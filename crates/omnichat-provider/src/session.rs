//! Session event delivery.
//!
//! Every chat call reports through an [`AnswerHandler`] with the sequence
//! `start, append*, end`, and every drawing call through a [`DrawingHandler`]
//! with `image_generated?, end`. The session types here enforce the
//! discipline so adapters cannot get it wrong:
//!
//! - `start` is delivered at most once and always before the first `append`;
//! - `end` is delivered exactly once because [`AnswerSession::finish`] consumes
//!   the session;
//! - once the cancellation token fires, or the [`SessionCheck`] reports the
//!   session is no longer current, nothing more is delivered, not even `end`.

use std::sync::atomic::{AtomicBool, Ordering};
use std::sync::Arc;

use tokio::sync::mpsc::UnboundedSender;
use tokio_util::sync::CancellationToken;
use tracing::{debug, warn};

use crate::error::{ProviderError, ProviderResult};

/// Receives the incremental answer of a chat call.
pub trait AnswerHandler: Send + Sync {
    fn start_answer(&self, session_id: &str);

    fn append_answer(&self, session_id: &str, delta: &str);

    /// Terminal event. `error` is `None` on success.
    fn end(&self, session_id: &str, error: Option<&str>);

    /// The context window had to shrink to fit the token ceiling.
    fn context_shrunk(&self, _session_id: &str, _new_len: usize) {}
}

/// Receives the result of a drawing call.
pub trait DrawingHandler: Send + Sync {
    /// Local paths of the saved images.
    fn image_generated(&self, session_id: &str, paths: &[String]);

    /// Terminal event. `error` is `None` on success.
    fn end(&self, session_id: &str, error: Option<&str>);
}

/// Predicate telling whether a session is still the one the caller cares
/// about, e.g. the conversation is still on screen.
pub type SessionCheck = Arc<dyn Fn(&str) -> bool + Send + Sync>;

/// Chat events as plain values, for callers that prefer a channel.
#[derive(Debug, Clone, PartialEq, Eq)]
pub enum AnswerEvent {
    Start { session_id: String },
    Append { session_id: String, delta: String },
    ContextShrunk { session_id: String, new_len: usize },
    End { session_id: String, error: Option<String> },
}

impl AnswerHandler for UnboundedSender<AnswerEvent> {
    fn start_answer(&self, session_id: &str) {
        let _ = self.send(AnswerEvent::Start {
            session_id: session_id.to_string(),
        });
    }

    fn append_answer(&self, session_id: &str, delta: &str) {
        let _ = self.send(AnswerEvent::Append {
            session_id: session_id.to_string(),
            delta: delta.to_string(),
        });
    }

    fn end(&self, session_id: &str, error: Option<&str>) {
        let _ = self.send(AnswerEvent::End {
            session_id: session_id.to_string(),
            error: error.map(str::to_string),
        });
    }

    fn context_shrunk(&self, session_id: &str, new_len: usize) {
        let _ = self.send(AnswerEvent::ContextShrunk {
            session_id: session_id.to_string(),
            new_len,
        });
    }
}

/// Drawing events as plain values.
#[derive(Debug, Clone, PartialEq, Eq)]
pub enum DrawingEvent {
    ImageGenerated { session_id: String, paths: Vec<String> },
    End { session_id: String, error: Option<String> },
}

impl DrawingHandler for UnboundedSender<DrawingEvent> {
    fn image_generated(&self, session_id: &str, paths: &[String]) {
        let _ = self.send(DrawingEvent::ImageGenerated {
            session_id: session_id.to_string(),
            paths: paths.to_vec(),
        });
    }

    fn end(&self, session_id: &str, error: Option<&str>) {
        let _ = self.send(DrawingEvent::End {
            session_id: session_id.to_string(),
            error: error.map(str::to_string),
        });
    }
}

/// Liveness shared by both session kinds.
#[derive(Clone)]
struct Liveness {
    session_id: String,
    abort: Option<CancellationToken>,
    check: Option<SessionCheck>,
}

impl Liveness {
    fn is_live(&self) -> bool {
        if self.abort.as_ref().is_some_and(|t| t.is_cancelled()) {
            return false;
        }
        self.check
            .as_ref()
            .map_or(true, |check| check(&self.session_id))
    }

    /// Map a finished call to the `end` payload, or `None` when no `end`
    /// should be delivered at all.
    fn end_payload(&self, result: &ProviderResult<()>) -> Option<Option<String>> {
        if !self.is_live() {
            debug!(session_id = %self.session_id, "Session no longer live, suppressing end");
            return None;
        }
        match result {
            Ok(()) => Some(None),
            Err(ProviderError::Cancelled) => None,
            Err(e) => {
                warn!(session_id = %self.session_id, error = %e, "Session ended with error");
                Some(Some(e.to_string()))
            }
        }
    }
}

/// Event emitter for one chat call.
pub struct AnswerSession {
    live: Liveness,
    handler: Arc<dyn AnswerHandler>,
    started: AtomicBool,
}

impl AnswerSession {
    pub fn new(
        session_id: impl Into<String>,
        handler: Arc<dyn AnswerHandler>,
        abort: Option<CancellationToken>,
        check: Option<SessionCheck>,
    ) -> Self {
        Self {
            live: Liveness {
                session_id: session_id.into(),
                abort,
                check,
            },
            handler,
            started: AtomicBool::new(false),
        }
    }

    pub fn session_id(&self) -> &str {
        &self.live.session_id
    }

    pub fn is_live(&self) -> bool {
        self.live.is_live()
    }

    /// Deliver `start` unless it was already delivered.
    pub fn start(&self) {
        if !self.is_live() {
            return;
        }
        if !self.started.swap(true, Ordering::SeqCst) {
            self.handler.start_answer(self.session_id());
        }
    }

    /// Deliver a delta, starting the answer first if needed. Empty deltas are
    /// dropped.
    pub fn append(&self, delta: &str) {
        if delta.is_empty() || !self.is_live() {
            return;
        }
        self.start();
        self.handler.append_answer(self.session_id(), delta);
    }

    pub fn context_shrunk(&self, new_len: usize) {
        if self.is_live() {
            self.handler.context_shrunk(self.session_id(), new_len);
        }
    }

    /// Deliver the terminal `end`. A successful call that never produced
    /// content still reports `start` first.
    pub fn finish(self, result: ProviderResult<()>) {
        let Some(error) = self.live.end_payload(&result) else {
            return;
        };
        if error.is_none() {
            self.start();
        }
        self.handler.end(self.session_id(), error.as_deref());
    }
}

/// Event emitter for one drawing call.
pub struct DrawingSession {
    live: Liveness,
    handler: Arc<dyn DrawingHandler>,
}

impl DrawingSession {
    pub fn new(
        session_id: impl Into<String>,
        handler: Arc<dyn DrawingHandler>,
        abort: Option<CancellationToken>,
        check: Option<SessionCheck>,
    ) -> Self {
        Self {
            live: Liveness {
                session_id: session_id.into(),
                abort,
                check,
            },
            handler,
        }
    }

    pub fn session_id(&self) -> &str {
        &self.live.session_id
    }

    pub fn is_live(&self) -> bool {
        self.live.is_live()
    }

    /// Deliver the saved images and end the session successfully.
    pub fn deliver(self, paths: Vec<String>) {
        if !self.is_live() {
            return;
        }
        self.handler.image_generated(self.session_id(), &paths);
        self.handler.end(self.session_id(), None);
    }

    /// End the session with a failure (or silently if it is no longer live).
    pub fn fail(self, error: ProviderError) {
        if let Some(payload) = self.live.end_payload(&Err(error)) {
            self.handler.end(self.session_id(), payload.as_deref());
        }
    }

    /// Finish from a drawing result.
    pub fn finish(self, result: ProviderResult<Vec<String>>) {
        match result {
            Ok(paths) => self.deliver(paths),
            Err(e) => self.fail(e),
        }
    }
}

#[cfg(test)]
mod tests {
    use super::*;
    use std::sync::atomic::AtomicUsize;
    use tokio::sync::mpsc;

    fn channel_session(
        abort: Option<CancellationToken>,
        check: Option<SessionCheck>,
    ) -> (AnswerSession, mpsc::UnboundedReceiver<AnswerEvent>) {
        let (tx, rx) = mpsc::unbounded_channel::<AnswerEvent>();
        (AnswerSession::new("ses_1", Arc::new(tx), abort, check), rx)
    }

    fn drain(rx: &mut mpsc::UnboundedReceiver<AnswerEvent>) -> Vec<AnswerEvent> {
        let mut events = Vec::new();
        while let Ok(event) = rx.try_recv() {
            events.push(event);
        }
        events
    }

    #[test]
    fn test_start_append_end() {
        let (session, mut rx) = channel_session(None, None);
        session.append("Hel");
        session.start();
        session.append("lo");
        session.finish(Ok(()));

        let events = drain(&mut rx);
        assert_eq!(
            events,
            vec![
                AnswerEvent::Start {
                    session_id: "ses_1".into()
                },
                AnswerEvent::Append {
                    session_id: "ses_1".into(),
                    delta: "Hel".into()
                },
                AnswerEvent::Append {
                    session_id: "ses_1".into(),
                    delta: "lo".into()
                },
                AnswerEvent::End {
                    session_id: "ses_1".into(),
                    error: None
                },
            ]
        );
    }

    #[test]
    fn test_error_before_start_is_end_only() {
        let (session, mut rx) = channel_session(None, None);
        session.finish(Err(ProviderError::missing("OpenAI", "API key")));
        let events = drain(&mut rx);
        assert_eq!(events.len(), 1);
        match &events[0] {
            AnswerEvent::End { error: Some(e), .. } => assert!(e.contains("API key")),
            other => panic!("unexpected event {other:?}"),
        }
    }

    #[test]
    fn test_success_without_content_still_starts() {
        let (session, mut rx) = channel_session(None, None);
        session.finish(Ok(()));
        let events = drain(&mut rx);
        assert!(matches!(events[0], AnswerEvent::Start { .. }));
        assert!(matches!(events[1], AnswerEvent::End { error: None, .. }));
    }

    #[test]
    fn test_empty_delta_is_dropped() {
        let (session, mut rx) = channel_session(None, None);
        session.append("");
        assert!(drain(&mut rx).is_empty());
    }

    #[test]
    fn test_cancellation_silences_everything() {
        let token = CancellationToken::new();
        let (session, mut rx) = channel_session(Some(token.clone()), None);
        session.append("a");
        token.cancel();
        session.append("b");
        session.finish(Ok(()));

        let events = drain(&mut rx);
        assert_eq!(events.len(), 2);
        assert!(matches!(events[1], AnswerEvent::Append { ref delta, .. } if delta == "a"));
    }

    #[test]
    fn test_cancelled_error_is_silent() {
        let (session, mut rx) = channel_session(None, None);
        session.start();
        session.finish(Err(ProviderError::Cancelled));
        assert_eq!(drain(&mut rx).len(), 1);
    }

    #[test]
    fn test_stale_session_is_silent() {
        let calls = Arc::new(AtomicUsize::new(0));
        let counter = calls.clone();
        let check: SessionCheck = Arc::new(move |id| {
            counter.fetch_add(1, Ordering::SeqCst);
            id == "ses_other"
        });
        let (session, mut rx) = channel_session(None, Some(check));
        session.append("x");
        session.finish(Ok(()));
        assert!(drain(&mut rx).is_empty());
        assert!(calls.load(Ordering::SeqCst) > 0);
    }

    #[test]
    fn test_context_shrunk_event() {
        let (session, mut rx) = channel_session(None, None);
        session.context_shrunk(3);
        assert_eq!(
            drain(&mut rx),
            vec![AnswerEvent::ContextShrunk {
                session_id: "ses_1".into(),
                new_len: 3
            }]
        );
    }

    #[test]
    fn test_drawing_session_deliver() {
        let (tx, mut rx) = mpsc::unbounded_channel::<DrawingEvent>();
        let session = DrawingSession::new("ses_d", Arc::new(tx), None, None);
        session.deliver(vec!["/tmp/a.png".into()]);

        assert_eq!(
            rx.try_recv().unwrap(),
            DrawingEvent::ImageGenerated {
                session_id: "ses_d".into(),
                paths: vec!["/tmp/a.png".into()]
            }
        );
        assert_eq!(
            rx.try_recv().unwrap(),
            DrawingEvent::End {
                session_id: "ses_d".into(),
                error: None
            }
        );
        assert!(rx.try_recv().is_err());
    }

    #[test]
    fn test_drawing_session_fail() {
        let (tx, mut rx) = mpsc::unbounded_channel::<DrawingEvent>();
        let session = DrawingSession::new("ses_d", Arc::new(tx), None, None);
        session.finish(Err(ProviderError::reported("task error")));
        assert_eq!(
            rx.try_recv().unwrap(),
            DrawingEvent::End {
                session_id: "ses_d".into(),
                error: Some("task error".into())
            }
        );
    }

    #[test]
    fn test_drawing_session_cancelled() {
        let (tx, mut rx) = mpsc::unbounded_channel::<DrawingEvent>();
        let token = CancellationToken::new();
        token.cancel();
        let session = DrawingSession::new("ses_d", Arc::new(tx), Some(token), None);
        session.deliver(vec!["/tmp/a.png".into()]);
        assert!(rx.try_recv().is_err());
    }
}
━━━━━━
• _Task requirements_
Give the lines of the material above again, exactly, from its first line through the line that contains "once the cancellation" and no further.

• _Exercise answer_
filename crates/omnichat-provider/src/session.rs
//! Session event delivery.
//!
//! Every chat call reports through an [`AnswerHandler`] with the sequence
//! `start, append*, end`, and every drawing call through a [`DrawingHandler`]
//! with `image_generated?, end`. The session types here enforce the
//! discipline so adapters cannot get it wrong:
//!
//! - `start` is delivered at most once and always before the first `append`;
//! - `end` is delivered exactly once because [`AnswerSession::finish`] consumes
//!   the session;
//! - once the cancellation token fires, or the [`SessionCheck`] reports the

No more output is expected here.